Amphipathic Helices Enable Fatty Acid Uptake and Activation by Human FATP2 at ER Contact Sites

Fatty acid transport proteins (FATPs) couple fatty acid uptake to metabolic activation; a process frequently dysregulated in metabolic disease and cancer. However, the structural basis of the coupling has remained unclear. Here we combine native mass spectrometry and cryo-EM to capture fatty acyl-adenylate intermediates and determine the first high-resolution structures of a FATP family member, FATP2. The structures reveal two functionally separable modules: an amphipathic helix module enabling membrane-dependent uptake and a catalytic activation module mediating metabolic trapping. Structure-guided mutagenesis demonstrates that the helices are essential for fatty acid uptake, whereas a catalytically inactive splice variant (FATP2b) uncouples membrane-dependent uptake from activation.
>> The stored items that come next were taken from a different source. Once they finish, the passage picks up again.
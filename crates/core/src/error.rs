/// Errors returned by the session lifecycle operations.
#[derive(Debug, thiserror::Error)]
pub enum SessionError {
    #[error("capture permission denied")]
    PermissionDenied,
    #[error("session already started")]
    AlreadyStarted,
    #[error("session is not running")]
    NotStarted,
    #[error("session is not paused")]
    NotPaused,
    #[error("failed to open session connection: {0}")]
    Connection(String),
    #[error("session has ended")]
    Closed,
}

/// Recoverable faults inside a turn. None of these reach the caller; they are
/// logged and the controller retries or drops the offending callback.
#[derive(Debug, Clone, PartialEq, Eq, thiserror::Error)]
pub enum TurnFault {
    #[error("capture error: {0}")]
    CaptureError(String),
    #[error("capture ended without a transcript")]
    EmptyResult,
    #[error("speech output error: {0}")]
    OutputError(String),
    #[error("stale callback")]
    StaleCallback,
}

/// Errors raised while validating or compiling a dialogue script.
#[derive(Debug, thiserror::Error)]
pub enum ScriptError {
    #[error("slot '{0}' has no prompts")]
    MissingPrompt(String),
    #[error("slot '{0}' needs at least two prompt variants, each different from the next")]
    NoRephrase(String),
    #[error("summary must contain placeholder {{{0}}} exactly once")]
    SummaryPlaceholder(String),
    #[error("tag '{0}' has no keywords")]
    EmptyTag(String),
    #[error("script has no interruption keywords")]
    NoInterruptionKeywords,
    #[error(transparent)]
    Pattern(#[from] regex::Error),
}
Molecular dynamics simulations indicate that the two amphipathic helices induce lipid-packing defects and membrane thinning. Consistently, super-resolution live-cell imaging and co-immunoprecipitation show that FATP2 localizes to the endoplasmic reticulum and preferentially associates with ER–organelle contact sites. Together our data establish FATP2 as a prototype for membrane geometry-coupled metabolic enzymes and provide a structural framework for the development of FATP-targeted therapeutics.